Aim of the exercise »
Among the entries below, which lines include the string "tokio"? Show each one.
<<<<
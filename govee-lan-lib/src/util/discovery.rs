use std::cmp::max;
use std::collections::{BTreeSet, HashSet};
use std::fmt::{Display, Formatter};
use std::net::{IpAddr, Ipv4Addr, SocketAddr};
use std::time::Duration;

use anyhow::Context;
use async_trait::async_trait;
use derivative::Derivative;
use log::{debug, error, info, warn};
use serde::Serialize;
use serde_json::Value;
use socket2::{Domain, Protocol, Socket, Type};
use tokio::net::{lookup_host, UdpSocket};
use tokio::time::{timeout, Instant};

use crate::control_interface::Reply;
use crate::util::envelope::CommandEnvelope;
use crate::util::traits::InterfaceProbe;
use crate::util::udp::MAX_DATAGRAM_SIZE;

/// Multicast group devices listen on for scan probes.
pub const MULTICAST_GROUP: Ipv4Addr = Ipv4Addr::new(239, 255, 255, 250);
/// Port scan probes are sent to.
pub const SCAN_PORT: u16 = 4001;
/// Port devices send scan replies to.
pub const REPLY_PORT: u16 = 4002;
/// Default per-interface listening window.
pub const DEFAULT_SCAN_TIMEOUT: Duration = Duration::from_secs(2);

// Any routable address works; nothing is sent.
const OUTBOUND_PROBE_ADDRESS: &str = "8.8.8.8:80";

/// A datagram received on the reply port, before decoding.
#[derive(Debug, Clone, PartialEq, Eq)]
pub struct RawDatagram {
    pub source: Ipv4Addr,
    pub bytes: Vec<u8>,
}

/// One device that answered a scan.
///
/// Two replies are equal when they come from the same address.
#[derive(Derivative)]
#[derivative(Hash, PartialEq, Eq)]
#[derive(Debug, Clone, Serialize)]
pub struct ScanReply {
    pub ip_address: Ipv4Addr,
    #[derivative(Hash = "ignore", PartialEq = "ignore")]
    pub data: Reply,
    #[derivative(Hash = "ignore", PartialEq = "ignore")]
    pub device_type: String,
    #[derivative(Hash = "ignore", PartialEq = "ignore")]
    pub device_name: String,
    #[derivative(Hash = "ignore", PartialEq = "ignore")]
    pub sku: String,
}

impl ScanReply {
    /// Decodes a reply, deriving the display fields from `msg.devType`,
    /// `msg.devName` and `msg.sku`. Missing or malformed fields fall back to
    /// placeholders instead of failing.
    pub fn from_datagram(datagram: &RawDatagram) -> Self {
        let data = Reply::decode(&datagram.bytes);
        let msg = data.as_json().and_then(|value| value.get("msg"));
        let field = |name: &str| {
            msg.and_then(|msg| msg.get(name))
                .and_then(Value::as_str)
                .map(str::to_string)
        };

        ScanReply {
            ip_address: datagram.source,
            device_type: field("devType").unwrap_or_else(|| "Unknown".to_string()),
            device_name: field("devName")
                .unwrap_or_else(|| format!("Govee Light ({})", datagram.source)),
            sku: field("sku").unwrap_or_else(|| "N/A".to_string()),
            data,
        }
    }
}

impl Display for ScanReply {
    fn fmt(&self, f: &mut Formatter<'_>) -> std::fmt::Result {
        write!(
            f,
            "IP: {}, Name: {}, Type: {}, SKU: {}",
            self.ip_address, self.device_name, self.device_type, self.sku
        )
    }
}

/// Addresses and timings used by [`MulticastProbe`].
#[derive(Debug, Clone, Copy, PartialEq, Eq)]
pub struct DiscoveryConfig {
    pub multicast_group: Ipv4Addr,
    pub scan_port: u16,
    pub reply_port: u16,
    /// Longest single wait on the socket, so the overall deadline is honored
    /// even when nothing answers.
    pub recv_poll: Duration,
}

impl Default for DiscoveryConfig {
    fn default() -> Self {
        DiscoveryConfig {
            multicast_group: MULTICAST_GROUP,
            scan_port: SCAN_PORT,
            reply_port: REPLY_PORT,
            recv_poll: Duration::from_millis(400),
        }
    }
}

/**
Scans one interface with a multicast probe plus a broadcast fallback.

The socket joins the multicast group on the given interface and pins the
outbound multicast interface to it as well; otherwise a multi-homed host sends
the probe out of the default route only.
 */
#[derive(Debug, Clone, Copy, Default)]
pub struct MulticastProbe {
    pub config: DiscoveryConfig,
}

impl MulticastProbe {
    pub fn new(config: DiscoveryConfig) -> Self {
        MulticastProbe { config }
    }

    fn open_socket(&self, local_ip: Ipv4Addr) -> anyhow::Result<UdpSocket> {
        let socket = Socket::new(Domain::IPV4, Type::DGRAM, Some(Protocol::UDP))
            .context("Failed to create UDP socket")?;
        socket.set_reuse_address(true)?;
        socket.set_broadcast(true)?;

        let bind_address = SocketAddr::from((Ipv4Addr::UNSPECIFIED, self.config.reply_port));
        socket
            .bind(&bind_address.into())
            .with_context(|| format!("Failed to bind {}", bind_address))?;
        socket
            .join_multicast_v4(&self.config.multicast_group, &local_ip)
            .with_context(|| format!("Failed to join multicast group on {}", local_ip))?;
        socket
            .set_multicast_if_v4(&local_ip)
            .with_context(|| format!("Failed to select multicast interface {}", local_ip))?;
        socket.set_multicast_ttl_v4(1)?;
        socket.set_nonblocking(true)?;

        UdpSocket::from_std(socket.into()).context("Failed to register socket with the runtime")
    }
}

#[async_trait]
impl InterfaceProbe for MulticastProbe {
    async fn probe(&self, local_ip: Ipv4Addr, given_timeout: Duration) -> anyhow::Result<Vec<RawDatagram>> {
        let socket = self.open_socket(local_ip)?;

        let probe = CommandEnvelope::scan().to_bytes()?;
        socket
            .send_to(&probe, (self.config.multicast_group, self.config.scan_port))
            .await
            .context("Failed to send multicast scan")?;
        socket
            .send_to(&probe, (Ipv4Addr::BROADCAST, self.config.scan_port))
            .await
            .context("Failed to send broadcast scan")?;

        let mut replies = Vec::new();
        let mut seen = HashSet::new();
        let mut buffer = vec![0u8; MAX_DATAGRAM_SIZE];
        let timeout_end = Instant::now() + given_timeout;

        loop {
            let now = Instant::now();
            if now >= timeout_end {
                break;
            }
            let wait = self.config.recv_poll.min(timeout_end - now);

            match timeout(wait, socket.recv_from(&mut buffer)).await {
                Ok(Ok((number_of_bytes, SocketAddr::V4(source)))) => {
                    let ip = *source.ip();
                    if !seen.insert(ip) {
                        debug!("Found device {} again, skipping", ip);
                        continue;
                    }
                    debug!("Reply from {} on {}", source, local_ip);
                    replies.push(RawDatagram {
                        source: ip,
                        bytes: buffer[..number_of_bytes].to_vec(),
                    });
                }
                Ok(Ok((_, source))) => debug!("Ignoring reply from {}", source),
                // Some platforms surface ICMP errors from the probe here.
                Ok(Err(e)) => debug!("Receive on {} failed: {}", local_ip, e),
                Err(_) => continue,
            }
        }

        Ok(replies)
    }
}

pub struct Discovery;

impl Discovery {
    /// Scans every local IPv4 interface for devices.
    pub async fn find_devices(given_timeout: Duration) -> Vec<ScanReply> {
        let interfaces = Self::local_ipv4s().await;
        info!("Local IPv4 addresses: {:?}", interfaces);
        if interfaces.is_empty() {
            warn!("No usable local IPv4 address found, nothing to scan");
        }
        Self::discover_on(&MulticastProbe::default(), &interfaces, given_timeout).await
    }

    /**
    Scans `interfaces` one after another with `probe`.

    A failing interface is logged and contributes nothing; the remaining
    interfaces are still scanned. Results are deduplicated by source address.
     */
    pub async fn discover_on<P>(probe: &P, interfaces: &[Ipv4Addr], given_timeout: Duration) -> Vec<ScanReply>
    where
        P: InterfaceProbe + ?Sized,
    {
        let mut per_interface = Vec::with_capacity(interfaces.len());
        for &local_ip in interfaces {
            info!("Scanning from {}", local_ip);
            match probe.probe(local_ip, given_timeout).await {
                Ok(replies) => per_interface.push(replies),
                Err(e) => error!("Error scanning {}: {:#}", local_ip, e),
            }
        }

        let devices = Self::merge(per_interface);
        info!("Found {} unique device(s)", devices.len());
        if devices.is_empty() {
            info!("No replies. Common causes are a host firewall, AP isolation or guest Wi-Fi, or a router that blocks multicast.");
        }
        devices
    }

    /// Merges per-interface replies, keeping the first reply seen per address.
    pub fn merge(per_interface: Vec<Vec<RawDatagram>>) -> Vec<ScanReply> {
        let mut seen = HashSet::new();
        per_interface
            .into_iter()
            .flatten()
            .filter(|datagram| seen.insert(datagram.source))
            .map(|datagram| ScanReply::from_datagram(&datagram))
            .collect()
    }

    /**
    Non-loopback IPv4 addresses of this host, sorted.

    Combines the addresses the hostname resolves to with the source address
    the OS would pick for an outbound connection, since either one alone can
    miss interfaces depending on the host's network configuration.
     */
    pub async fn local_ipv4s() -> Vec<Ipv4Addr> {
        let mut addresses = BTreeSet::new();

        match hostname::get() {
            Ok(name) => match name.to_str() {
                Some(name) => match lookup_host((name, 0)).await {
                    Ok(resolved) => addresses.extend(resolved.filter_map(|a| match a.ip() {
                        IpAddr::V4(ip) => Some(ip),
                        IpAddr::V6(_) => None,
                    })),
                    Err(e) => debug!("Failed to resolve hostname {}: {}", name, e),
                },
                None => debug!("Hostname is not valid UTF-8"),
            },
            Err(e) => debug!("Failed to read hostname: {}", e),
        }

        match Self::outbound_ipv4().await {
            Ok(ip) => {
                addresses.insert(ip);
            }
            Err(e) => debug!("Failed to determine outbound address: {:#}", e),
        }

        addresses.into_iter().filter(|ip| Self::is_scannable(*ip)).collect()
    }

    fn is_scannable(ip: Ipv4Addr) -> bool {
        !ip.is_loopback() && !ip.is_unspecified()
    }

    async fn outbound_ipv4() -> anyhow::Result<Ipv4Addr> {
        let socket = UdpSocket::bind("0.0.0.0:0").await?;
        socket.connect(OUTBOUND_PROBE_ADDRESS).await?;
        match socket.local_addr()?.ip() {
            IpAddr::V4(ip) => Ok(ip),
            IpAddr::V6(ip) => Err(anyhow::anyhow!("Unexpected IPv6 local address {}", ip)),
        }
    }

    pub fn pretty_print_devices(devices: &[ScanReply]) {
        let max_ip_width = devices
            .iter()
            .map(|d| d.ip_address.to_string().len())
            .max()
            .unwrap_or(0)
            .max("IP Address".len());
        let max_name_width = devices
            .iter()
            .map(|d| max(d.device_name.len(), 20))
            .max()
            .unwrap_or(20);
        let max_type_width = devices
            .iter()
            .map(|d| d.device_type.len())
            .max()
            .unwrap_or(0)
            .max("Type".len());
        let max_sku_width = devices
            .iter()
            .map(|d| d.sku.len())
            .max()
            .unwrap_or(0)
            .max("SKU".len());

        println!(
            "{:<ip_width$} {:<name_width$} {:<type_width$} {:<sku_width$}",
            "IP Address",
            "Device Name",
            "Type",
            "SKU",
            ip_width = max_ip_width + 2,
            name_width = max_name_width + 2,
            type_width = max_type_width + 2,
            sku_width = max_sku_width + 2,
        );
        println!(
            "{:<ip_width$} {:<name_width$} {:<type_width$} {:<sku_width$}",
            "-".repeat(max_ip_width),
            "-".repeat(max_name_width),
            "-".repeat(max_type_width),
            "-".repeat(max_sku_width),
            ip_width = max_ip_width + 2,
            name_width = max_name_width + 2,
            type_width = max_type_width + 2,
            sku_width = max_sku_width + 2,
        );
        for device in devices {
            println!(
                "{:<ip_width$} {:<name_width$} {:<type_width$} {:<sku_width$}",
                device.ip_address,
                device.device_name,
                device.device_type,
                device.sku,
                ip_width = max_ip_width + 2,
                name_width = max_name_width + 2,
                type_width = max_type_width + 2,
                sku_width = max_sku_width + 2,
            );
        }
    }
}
>>>>
Solution below »
use tokio::net::{lookup_host, UdpSocket};
use tokio::time::{timeout, Instant};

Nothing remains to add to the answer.